Shaun of the Dead even has Dawn in it from BBC's version of The Office.

(Spoiler alert: She doesn't make it. Very sad!)

So AMC's The Walking Dead is kind of like a horror/drama with a teensy bit of dark humor thrown in. You know, if you find jokes about organ donation -- while the survivors are coating themselves in zombie entrails to avoid smelling like the fresh human meat that they are -- humorous. Which, I completely do!

The show's hero, a police officer named Rick Grimes, wakes in a hospital bed after being shot by a criminal he was pursuing. How much time has passed is unknown. When he walks through the corridor after stumbling out of bed, you get a feel for how much has transpired while he was comatose.

Corpses litter the halls, the hospital looks like a war zone, and one set of double doors is padlocked shut, with painted-on words warning "Don't open, dead inside."

("Oh shit, what did I miss?")

Outside, the scene isn't much better. Military vehicles sit unoccupied, piles and piles of bodies are covered with plastic, and no one is around to tell him exactly what is going on.

Rick manages to find with some survivors, a father and son, who fill him in as best they can. Looks like something bad has happened. Like, really freaking bad, and there aren't many living people left. There are, however, a lot of these guys.

(These folks are totally NOT bringing you brownies to welcome you to the neighborhood.)
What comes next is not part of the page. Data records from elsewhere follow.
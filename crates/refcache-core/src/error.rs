// SPDX-License-Identifier: Apache-2.0
// © James Ross Ω FLYING•ROBOTS <https://github.com/flyingrobots>
//! Errors surfaced by the write path.

use thiserror::Error;

/// Failure raised by a [`CachePolicy`](crate::CachePolicy) while identifying an object.
#[derive(Debug, Clone, PartialEq, Eq, Error)]
pub enum PolicyError {
    /// A configured key field is absent from the result object.
    #[error("[POLICY_MISSING_KEY_FIELD] missing key field `{field}` on object of type {typename}")]
    MissingKeyField {
        /// Type whose key fields were being read.
        typename: String,
        /// The absent key field.
        field: String,
    },
    /// Error raised by a user-supplied identity function.
    #[error("[POLICY_CUSTOM] {0}")]
    Custom(String),
}

/// Errors that abort a write.
///
/// Records merged before the failure stay merged; there is no rollback.
#[derive(Debug, Clone, PartialEq, Eq, Error)]
pub enum WriteError {
    /// A selected field is absent from the result under strict completeness.
    #[error("[WRITE_MISSING_FIELD] missing field '{field}' in {snapshot}")]
    MissingField {
        /// Response key of the missing field.
        field: String,
        /// Truncated JSON rendering of the result object.
        snapshot: String,
    },
    /// A spread names a fragment the document does not define.
    #[error("[WRITE_UNKNOWN_FRAGMENT] no fragment named {0}")]
    UnknownFragment(String),
    /// A `@skip`/`@include` directive could not be evaluated.
    #[error("[WRITE_INVALID_DIRECTIVE] @{directive}: {reason}")]
    InvalidDirective {
        /// Directive name.
        directive: String,
        /// What was wrong with it.
        reason: String,
    },
    /// Identity resolution failed.
    #[error(transparent)]
    Policy(#[from] PolicyError),
}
The zombies are ever present, and truly frightening. They stagger along, shuffling and stumbling, looking for food. If they catch a whiff of you, all sweet-smelling and alive, they'll pursue.

And it's terrifying.

There's a great scene where Rick rides a horse into Atlanta, thinking that he can find help there, and perhaps his wife and son, who are missing.

(Welcome to Atlanta! Spoiler alert: the horse doesn't make it. Again, very sad!)

He does manage to stay alive and hook up with some other survivors, some of whom are very unsavory.

And here we find the crux of the drama. What happens to people in complete crisis mode? Supplies are limited, or unattainable. Hideouts will most likely be discovered, eventually at least, by the walking dead. Who takes charge? How is society to be reorganized? And certainly, not only decent, law-abiding people have survived.

(The guy with the gun pointed to his noggin is an asshole. Trust me.)

So how do you not only survive the zombies, but each other? Well, guess what guys, I'm psyched to find out, and hopefully, the series will prove to be more satisfying than that other one about a plane crashing on a mysterious island. Because I'm totally holding that grudge.